Yaaaaaay.

Lance Lindsay needs something to distract his audience from the overwhelming load of bullshit he just tried to feed them, and that distraction comes in the form of a meteor swarm. Now, the special effects are the high point of this movie, so I don't want to get too down on them, but I've left more convincing meteor swarms in the toilet after a bowl of Fiber Flakes. Luckily, the ship is protected from the meteors by the single dumbest looking force field in the history of dumb looking force fields, or really of protective fields of any kind. The ship weathers the storm with only some minor hull damage and some easily repaired damage to the engines. But what's this? This ship isn't equipped with a force field! What could be happening here? Is it the beginning of an almost indescribably lame plot twist that will make you want to rip your skin off in strips and fashion them together into some sort of cat-o-nine tails which you can then use to whip yourself into unconsciousness? Maybe...

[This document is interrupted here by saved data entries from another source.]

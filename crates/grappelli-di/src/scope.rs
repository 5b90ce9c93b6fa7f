//! Instance scopes
//!
//! A scope is a cache of produced instances keyed by [`Spec`], with a
//! lifecycle policy deciding how long and how widely cached values are
//! visible. The graph, never the provider, consults the scope before
//! invoking a provider and stores the result afterwards.
//!
//! Three lifecycle variants ship with the container: [`SingletonScope`]
//! (one process-wide cache), [`ProcessScope`] (reset when the process
//! identity changes, so forked children never see inherited state) and
//! [`ThreadScope`] (a disjoint cache per calling thread, created lazily).
//! Scopes never evict; a cache lives as long as its owner.

use crate::dependency::Object;
use crate::error::{DiError, DiResult};
use crate::spec::Spec;
use std::borrow::Cow;
use std::collections::HashMap;
use std::fmt;
use std::sync::{Mutex, PoisonError, RwLock};
use std::thread::ThreadId;

/// The name under which a scope instance is registered with the graph.
///
/// # Examples
///
/// ```
/// use grappelli_di::ScopeTag;
///
/// assert_eq!(ScopeTag::SINGLETON.as_str(), "singleton");
/// let custom = ScopeTag::new("request");
/// assert_ne!(custom, ScopeTag::THREAD);
/// ```
#[derive(Clone, PartialEq, Eq, Hash, Debug)]
pub struct ScopeTag(Cow<'static, str>);

impl ScopeTag {
	/// The built-in singleton scope tag.
	pub const SINGLETON: ScopeTag = ScopeTag(Cow::Borrowed("singleton"));
	/// The built-in per-process scope tag.
	pub const PROCESS: ScopeTag = ScopeTag(Cow::Borrowed("process"));
	/// The built-in per-thread scope tag.
	pub const THREAD: ScopeTag = ScopeTag(Cow::Borrowed("thread"));

	/// A custom scope tag.
	pub fn new(name: impl Into<Cow<'static, str>>) -> Self {
		Self(name.into())
	}

	pub fn as_str(&self) -> &str {
		&self.0
	}
}

impl From<&'static str> for ScopeTag {
	fn from(name: &'static str) -> Self {
		Self(Cow::Borrowed(name))
	}
}

impl fmt::Display for ScopeTag {
	fn fmt(&self, f: &mut fmt::Formatter<'_>) -> fmt::Result {
		f.write_str(&self.0)
	}
}

/// A cache of produced instances keyed by specification.
///
/// Implementations must be safe under concurrent access: singleton and
/// process scopes are shared across every resolving thread. `store` is
/// last-write-wins: two threads racing on a cold entry may both invoke the
/// provider, and the second store simply overwrites the first.
pub trait Scope: Send + Sync {
	/// Whether an instance is cached for `specification`. No side effects.
	fn contains(&self, specification: &Spec) -> bool;

	/// Returns the cached instance for `specification`.
	///
	/// # Errors
	///
	/// [`DiError::NotCached`] when nothing was stored for the specification.
	fn load(&self, specification: &Spec) -> DiResult<Object>;

	/// Caches `instance` under `specification`, overwriting any previous
	/// value.
	fn store(&self, specification: &Spec, instance: Object);
}

/// Scope caching one instance per specification for the life of the graph.
///
/// # Examples
///
/// ```
/// use grappelli_di::{Scope, SingletonScope, Spec, to_object};
///
/// let scope = SingletonScope::new();
/// let spec = Spec::name("config");
///
/// assert!(!scope.contains(&spec));
/// scope.store(&spec, to_object(42i32));
/// assert!(scope.contains(&spec));
/// ```
#[derive(Default)]
pub struct SingletonScope {
	cache: RwLock<HashMap<Spec, Object>>,
}

impl SingletonScope {
	pub fn new() -> Self {
		Self::default()
	}
}

impl Scope for SingletonScope {
	fn contains(&self, specification: &Spec) -> bool {
		let cache = self.cache.read().unwrap_or_else(PoisonError::into_inner);
		cache.contains_key(specification)
	}

	fn load(&self, specification: &Spec) -> DiResult<Object> {
		let cache = self.cache.read().unwrap_or_else(PoisonError::into_inner);
		cache
			.get(specification)
			.cloned()
			.ok_or_else(|| DiError::NotCached(specification.clone()))
	}

	fn store(&self, specification: &Spec, instance: Object) {
		let mut cache = self.cache.write().unwrap_or_else(PoisonError::into_inner);
		cache.insert(specification.clone(), instance);
	}
}

struct ProcessState {
	pid: u32,
	cache: HashMap<Spec, Object>,
}

/// Scope caching per-process.
///
/// The whole cache is dropped when the observed process id differs from the
/// one recorded at the previous access, so instances created before a fork
/// are never served in the child.
pub struct ProcessScope {
	state: Mutex<ProcessState>,
}

impl ProcessScope {
	pub fn new() -> Self {
		Self {
			state: Mutex::new(ProcessState {
				pid: std::process::id(),
				cache: HashMap::new(),
			}),
		}
	}

	fn with_current<R>(&self, f: impl FnOnce(&mut HashMap<Spec, Object>) -> R) -> R {
		let mut state = self.state.lock().unwrap_or_else(PoisonError::into_inner);
		let pid = std::process::id();
		if state.pid != pid {
			state.pid = pid;
			state.cache = HashMap::new();
		}
		f(&mut state.cache)
	}
}

impl Default for ProcessScope {
	fn default() -> Self {
		Self::new()
	}
}

impl Scope for ProcessScope {
	fn contains(&self, specification: &Spec) -> bool {
		self.with_current(|cache| cache.contains_key(specification))
	}

	fn load(&self, specification: &Spec) -> DiResult<Object> {
		self.with_current(|cache| {
			cache
				.get(specification)
				.cloned()
				.ok_or_else(|| DiError::NotCached(specification.clone()))
		})
	}

	fn store(&self, specification: &Spec, instance: Object) {
		self.with_current(|cache| {
			cache.insert(specification.clone(), instance);
		});
	}
}

/// Scope caching per calling thread.
///
/// Each thread sees its own disjoint cache, created lazily on first store
/// from that thread, so no cross-thread synchronization of cached values is
/// ever needed.
#[derive(Default)]
pub struct ThreadScope {
	caches: RwLock<HashMap<ThreadId, HashMap<Spec, Object>>>,
}

impl ThreadScope {
	pub fn new() -> Self {
		Self::default()
	}
}

impl Scope for ThreadScope {
	fn contains(&self, specification: &Spec) -> bool {
		let caches = self.caches.read().unwrap_or_else(PoisonError::into_inner);
		caches
			.get(&std::thread::current().id())
			.is_some_and(|cache| cache.contains_key(specification))
	}

	fn load(&self, specification: &Spec) -> DiResult<Object> {
		let caches = self.caches.read().unwrap_or_else(PoisonError::into_inner);
		caches
			.get(&std::thread::current().id())
			.and_then(|cache| cache.get(specification))
			.cloned()
			.ok_or_else(|| DiError::NotCached(specification.clone()))
	}

	fn store(&self, specification: &Spec, instance: Object) {
		let mut caches = self.caches.write().unwrap_or_else(PoisonError::into_inner);
		caches
			.entry(std::thread::current().id())
			.or_default()
			.insert(specification.clone(), instance);
	}
}
//! The object graph: provider registry, resolver and validator
//!
//! An [`ObjectGraph`] maps specifications to providers and scope tags to
//! scope instances. Resolution walks provider dependency maps recursively,
//! filling each argument slot from caller overrides, deferred factory
//! handles or recursive acquisition, in that order of precedence.
//!
//! # Examples
//!
//! ```
//! use grappelli_di::{DependencyMap, ObjectGraph, ScopeTag, Spec, to_object};
//!
//! let graph = ObjectGraph::new();
//! graph.register_instance(Spec::name("greeting"), "hello");
//! graph
//! 	.register_factory(
//! 		Spec::name("message"),
//! 		DependencyMap::new().with_position(Spec::name("greeting")),
//! 		Some(&ScopeTag::SINGLETON),
//! 		|args| {
//! 			let greeting = *args.positional_as::<&str>(0)?;
//! 			Ok(to_object(format!("{greeting}, world")))
//! 		},
//! 	)
//! 	.unwrap();
//!
//! graph.validate().unwrap();
//! let message = graph.get_as::<String>(&Spec::name("message")).unwrap();
//! assert_eq!(*message, "hello, world");
//! ```

use crate::dependency::{
	Arguments, Dependency, DependencyMap, Object, Overrides, to_object,
};
use crate::error::{Cycle, DiError, DiResult};
use crate::provider::{FactoryProvider, FunctionProvider, InstanceProvider, Provider};
use crate::scope::{ProcessScope, Scope, ScopeTag, SingletonScope, ThreadScope};
use crate::spec::Spec;
use std::any::Any;
use std::collections::HashMap;
use std::fmt;
use std::sync::{Arc, PoisonError, RwLock, Weak};
use tracing::{debug, trace};

/// A container of registered scopes and providers, able to validate the
/// declared dependency structure and to produce provided objects.
pub struct ObjectGraph {
	// Weak self-pointer so factory handles can refer back without keeping
	// the graph alive through its own caches.
	handle: Weak<ObjectGraph>,
	providers: RwLock<HashMap<Spec, Arc<dyn Provider>>>,
	scopes: RwLock<HashMap<ScopeTag, Arc<dyn Scope>>>,
}

impl ObjectGraph {
	/// A new graph with the built-in `singleton`, `process` and `thread`
	/// scopes pre-registered.
	pub fn new() -> Arc<Self> {
		let graph = Arc::new_cyclic(|handle| Self {
			handle: handle.clone(),
			providers: RwLock::new(HashMap::new()),
			scopes: RwLock::new(HashMap::new()),
		});
		graph.register_scope(ScopeTag::SINGLETON, Arc::new(SingletonScope::new()));
		graph.register_scope(ScopeTag::PROCESS, Arc::new(ProcessScope::new()));
		graph.register_scope(ScopeTag::THREAD, Arc::new(ThreadScope::new()));
		graph
	}

	/// Registers a provider for `specification`, replacing any previous one.
	pub fn register_provider(&self, specification: impl Into<Spec>, provider: Arc<dyn Provider>) {
		let specification = specification.into();
		debug!(specification = %specification, "registering provider");
		let mut providers = self
			.providers
			.write()
			.unwrap_or_else(PoisonError::into_inner);
		providers.insert(specification, provider);
	}

	/// Removes the provider for `specification`.
	///
	/// # Errors
	///
	/// [`DiError::UnknownSpecification`] when no provider is registered.
	pub fn unregister_provider(&self, specification: &Spec) -> DiResult<()> {
		let mut providers = self
			.providers
			.write()
			.unwrap_or_else(PoisonError::into_inner);
		providers
			.remove(specification)
			.map(|_| ())
			.ok_or_else(|| DiError::UnknownSpecification(specification.clone()))
	}

	/// Registers a factory callable for `specification`.
	///
	/// The callable is invoked on every resolution unless `scope` is given,
	/// in which case the named scope caches its result.
	///
	/// # Errors
	///
	/// [`DiError::UnknownScope`] when `scope` names a tag the graph does not
	/// know.
	pub fn register_factory<F>(
		&self,
		specification: impl Into<Spec>,
		dependencies: DependencyMap,
		scope: Option<&ScopeTag>,
		factory: F,
	) -> DiResult<()>
	where
		F: Fn(Arguments) -> DiResult<Object> + Send + Sync + 'static,
	{
		let provider = FactoryProvider::new(dependencies, factory);
		let provider = match scope {
			Some(tag) => provider.with_scope(self.scope_instance(tag)?),
			None => provider,
		};
		self.register_provider(specification, Arc::new(provider));
		Ok(())
	}

	/// Registers a function for `specification`.
	///
	/// Resolving the specification yields a
	/// [`BoundFunction`](crate::BoundFunction) holding the function together
	/// with its resolved dependencies; the function itself is only run when
	/// the caller invokes the bound form.
	///
	/// # Errors
	///
	/// [`DiError::UnknownScope`] when `scope` names a tag the graph does not
	/// know.
	pub fn register_function<F>(
		&self,
		specification: impl Into<Spec>,
		dependencies: DependencyMap,
		scope: Option<&ScopeTag>,
		function: F,
	) -> DiResult<()>
	where
		F: Fn(Arguments) -> DiResult<Object> + Send + Sync + 'static,
	{
		let provider = FunctionProvider::new(dependencies, function);
		let provider = match scope {
			Some(tag) => provider.with_scope(self.scope_instance(tag)?),
			None => provider,
		};
		self.register_provider(specification, Arc::new(provider));
		Ok(())
	}

	/// Registers a pre-built value to be returned as-is for `specification`.
	pub fn register_instance<T: Any + Send + Sync>(
		&self,
		specification: impl Into<Spec>,
		instance: T,
	) {
		self.register_instance_arc(specification, to_object(instance));
	}

	/// Registers an already type-erased instance for `specification`.
	pub fn register_instance_arc(&self, specification: impl Into<Spec>, instance: Object) {
		self.register_provider(specification, Arc::new(InstanceProvider::new(instance)));
	}

	/// Registers a scope instance under `tag`, replacing any previous one.
	pub fn register_scope(&self, tag: impl Into<ScopeTag>, scope: Arc<dyn Scope>) {
		let mut scopes = self.scopes.write().unwrap_or_else(PoisonError::into_inner);
		scopes.insert(tag.into(), scope);
	}

	/// Removes the scope registered under `tag`.
	///
	/// Providers already bound to the scope instance keep using it.
	///
	/// # Errors
	///
	/// [`DiError::UnknownScope`] when no scope is registered under the tag.
	pub fn unregister_scope(&self, tag: &ScopeTag) -> DiResult<()> {
		let mut scopes = self.scopes.write().unwrap_or_else(PoisonError::into_inner);
		scopes
			.remove(tag)
			.map(|_| ())
			.ok_or_else(|| DiError::UnknownScope(tag.clone()))
	}

	/// The scope instance registered under `tag`.
	///
	/// # Errors
	///
	/// [`DiError::UnknownScope`] when no scope is registered under the tag.
	pub fn scope_instance(&self, tag: &ScopeTag) -> DiResult<Arc<dyn Scope>> {
		let scopes = self.scopes.read().unwrap_or_else(PoisonError::into_inner);
		scopes
			.get(tag)
			.cloned()
			.ok_or_else(|| DiError::UnknownScope(tag.clone()))
	}

	/// Whether a provider is registered for `specification`.
	pub fn has_provider(&self, specification: &Spec) -> bool {
		let providers = self
			.providers
			.read()
			.unwrap_or_else(PoisonError::into_inner);
		providers.contains_key(specification)
	}

	/// All registered specifications, in no particular order.
	pub fn specifications(&self) -> Vec<Spec> {
		let providers = self
			.providers
			.read()
			.unwrap_or_else(PoisonError::into_inner);
		providers.keys().cloned().collect()
	}

	/// The provider registered for `specification`.
	///
	/// # Errors
	///
	/// [`DiError::UnknownSpecification`] when no provider is registered.
	pub fn provider(&self, specification: &Spec) -> DiResult<Arc<dyn Provider>> {
		let providers = self
			.providers
			.read()
			.unwrap_or_else(PoisonError::into_inner);
		providers
			.get(specification)
			.cloned()
			.ok_or_else(|| DiError::UnknownSpecification(specification.clone()))
	}

	/// Resolves `specification`, filling the provider's argument slots from
	/// `overrides` and its declared dependencies.
	///
	/// For a conflicting slot the override value wins; override slots the
	/// provider never declared are passed through to the callable. Direct
	/// dependencies are resolved recursively without override propagation,
	/// factory dependencies receive a [`FactoryHandle`] instead of a value.
	///
	/// When the provider is scoped and its scope already holds an instance,
	/// that instance is returned without invoking anything.
	pub fn acquire(&self, specification: &Spec, overrides: Overrides) -> DiResult<Object> {
		let provider = self.provider(specification)?;

		if let Some(scope) = provider.scope() {
			if scope.contains(specification) {
				trace!(specification = %specification, "serving cached instance");
				return scope.load(specification);
			}
		}

		let mut realized = overrides;
		for (key, dependency) in provider.dependencies().iter() {
			if realized.contains(key) {
				continue;
			}
			match dependency {
				Dependency::Factory(target) => {
					realized.insert(
						key.clone(),
						to_object(FactoryHandle {
							graph: self.handle.clone(),
							specification: target.clone(),
						}),
					);
				}
				Dependency::Direct(target) => {
					realized.insert(key.clone(), self.acquire(target, Overrides::new())?);
				}
			}
		}

		trace!(specification = %specification, "invoking provider");
		let instance = provider.provide(realized.into_arguments())?;
		if let Some(scope) = provider.scope() {
			scope.store(specification, Arc::clone(&instance));
		}
		Ok(instance)
	}

	/// Resolves `specification` with no overrides.
	pub fn get(&self, specification: &Spec) -> DiResult<Object> {
		self.acquire(specification, Overrides::new())
	}

	/// Resolves `specification`, packing `arguments` into overrides under
	/// positions `0..n` and keyword names.
	pub fn get_with(&self, specification: &Spec, arguments: Arguments) -> DiResult<Object> {
		self.acquire(specification, Overrides::from(arguments))
	}

	/// Resolves `specification` and downcasts the instance to `T`.
	///
	/// # Errors
	///
	/// [`DiError::TypeMismatch`] when the produced instance is not a `T`.
	pub fn get_as<T: Any + Send + Sync>(&self, specification: &Spec) -> DiResult<Arc<T>> {
		let instance = self.get(specification)?;
		instance
			.downcast::<T>()
			.map_err(|_| DiError::TypeMismatch {
				subject: specification.to_string(),
				expected: std::any::type_name::<T>(),
			})
	}

	/// Asserts that every registered specification can actually be realized:
	/// all dependencies are present and there are no self-dependencies or
	/// dependency cycles.
	///
	/// Factory dependencies count as edges here even though resolution defers
	/// them, so a graph that would only loop at call time is still rejected.
	/// The first problem found aborts validation.
	///
	/// # Errors
	///
	/// [`DiError::MissingDependency`], [`DiError::SelfDependency`] or
	/// [`DiError::DependencyCycle`].
	pub fn validate(&self) -> DiResult<()> {
		let providers = {
			let providers = self
				.providers
				.read()
				.unwrap_or_else(PoisonError::into_inner);
			providers.clone()
		};

		// Tarjan's strongly connected components algorithm with an added
		// self-dependency check.
		let mut tarjan = Tarjan {
			providers: &providers,
			index: 0,
			indices: HashMap::new(),
			lowlinks: HashMap::new(),
			stack: Vec::new(),
		};
		for specification in providers.keys() {
			if !tarjan.indices.contains_key(specification) {
				tarjan.strongconnect(specification)?;
			}
		}
		debug!(providers = providers.len(), "object graph validated");
		Ok(())
	}
}

impl fmt::Debug for ObjectGraph {
	fn fmt(&self, f: &mut fmt::Formatter<'_>) -> fmt::Result {
		let providers = self
			.providers
			.read()
			.unwrap_or_else(PoisonError::into_inner);
		let scopes = self.scopes.read().unwrap_or_else(PoisonError::into_inner);
		f.debug_struct("ObjectGraph")
			.field("providers", &providers.len())
			.field("scopes", &scopes.keys().collect::<Vec<_>>())
			.finish()
	}
}

struct Tarjan<'graph> {
	providers: &'graph HashMap<Spec, Arc<dyn Provider>>,
	index: usize,
	indices: HashMap<Spec, usize>,
	lowlinks: HashMap<Spec, usize>,
	stack: Vec<Spec>,
}

impl Tarjan<'_> {
	fn strongconnect(&mut self, specification: &Spec) -> DiResult<()> {
		self.indices.insert(specification.clone(), self.index);
		self.lowlinks.insert(specification.clone(), self.index);
		self.index += 1;
		self.stack.push(specification.clone());

		let dependencies: Vec<Spec> = self.providers[specification]
			.dependencies()
			.iter()
			.map(|(_, dependency)| dependency.specification().clone())
			.collect();

		for dependency in dependencies {
			if !self.providers.contains_key(&dependency) {
				return Err(DiError::MissingDependency {
					dependant: specification.clone(),
					dependency,
				});
			}
			if dependency == *specification {
				return Err(DiError::SelfDependency(specification.clone()));
			}
			if !self.indices.contains_key(&dependency) {
				self.strongconnect(&dependency)?;
				let lowlink = self.lowlinks[specification].min(self.lowlinks[&dependency]);
				self.lowlinks.insert(specification.clone(), lowlink);
			} else if self.stack.contains(&dependency) {
				let lowlink = self.lowlinks[specification].min(self.indices[&dependency]);
				self.lowlinks.insert(specification.clone(), lowlink);
			}
		}

		if self.lowlinks[specification] == self.indices[specification] {
			let mut component = Vec::new();
			loop {
				let popped = self.stack.pop().expect("stack holds the component root");
				let done = popped == *specification;
				component.push(popped);
				if done {
					break;
				}
			}
			if component.len() > 1 {
				// Reversed pop order: each element depends on the previous
				// one and the first depends on the last.
				component.reverse();
				return Err(DiError::DependencyCycle(Cycle(component)));
			}
		}
		Ok(())
	}
}

/// A deferred-resolution handle injected for factory dependencies.
///
/// Calling the handle resolves its specification through the originating
/// graph at call time, so a wide-scoped object can repeatedly obtain fresh
/// or narrower-scoped instances.
pub struct FactoryHandle {
	graph: Weak<ObjectGraph>,
	specification: Spec,
}

impl FactoryHandle {
	/// The specification the handle resolves.
	pub fn specification(&self) -> &Spec {
		&self.specification
	}

	/// Resolves the specification with no extra arguments.
	pub fn call0(&self) -> DiResult<Object> {
		self.call(Arguments::new())
	}

	/// Resolves the specification, passing `arguments` as overrides the same
	/// way [`ObjectGraph::get_with`] does.
	///
	/// # Errors
	///
	/// [`DiError::GraphReleased`] when the graph was dropped before the call.
	pub fn call(&self, arguments: Arguments) -> DiResult<Object> {
		let graph = self
			.graph
			.upgrade()
			.ok_or_else(|| DiError::GraphReleased(self.specification.clone()))?;
		graph.get_with(&self.specification, arguments)
	}

	/// Resolves the specification and downcasts the instance to `T`.
	pub fn call_as<T: Any + Send + Sync>(&self) -> DiResult<Arc<T>> {
		let instance = self.call0()?;
		instance
			.downcast::<T>()
			.map_err(|_| DiError::TypeMismatch {
				subject: self.specification.to_string(),
				expected: std::any::type_name::<T>(),
			})
	}
}

impl fmt::Debug for FactoryHandle {
	fn fmt(&self, f: &mut fmt::Formatter<'_>) -> fmt::Result {
		f.debug_struct("FactoryHandle")
			.field("specification", &self.specification)
			.finish()
	}
}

Stupid mask. Stupid tubes.

Two days later - yes, you read that right, Roger and Adrienne sit there without engines for two full days - Roger decides to take some action. He takes a medkit off the wall. I swear to God, the medkit is one of those roll-out ones that have been advertised on infomercial for the past couple decades. He removes an oxygen mask that consists of nothing more than a mask and plastic bag, as well as a flashlight. He rigs a rope between the two hatches that provide entry into the bridge. I have absolutely no idea why, though. It accomplishes absolutely nothing and never comes up again at any point in the movie. The only thing I can come up with is that some well-to-do rope manufacturer approached Lance Lindsay and said, "Son, you put my rope in your fancy movin' picture, here, and I'll call off my goons who I hired to beat you to death for a-makin' this movie in the first place." I didn't say it made sense, I just said it was the only thing I could come up with. He wakes up Adrienne before he goes, then head off into the tubes. According to the computer screen, the air supply to the tubes is now off. Why, I can't say. However, I can say that I'm fairly certain that in an oxygenless environment, breathing into a deflated plastic bag is not going to keep you alive. I suppose there's really only one way to find out for sure. I volunteer Lance Lindsay for the job. As he's inching through the tubes in a most un-space-otter-like fashion, he stumbles upon Cal's skull, which is also black. Seriously.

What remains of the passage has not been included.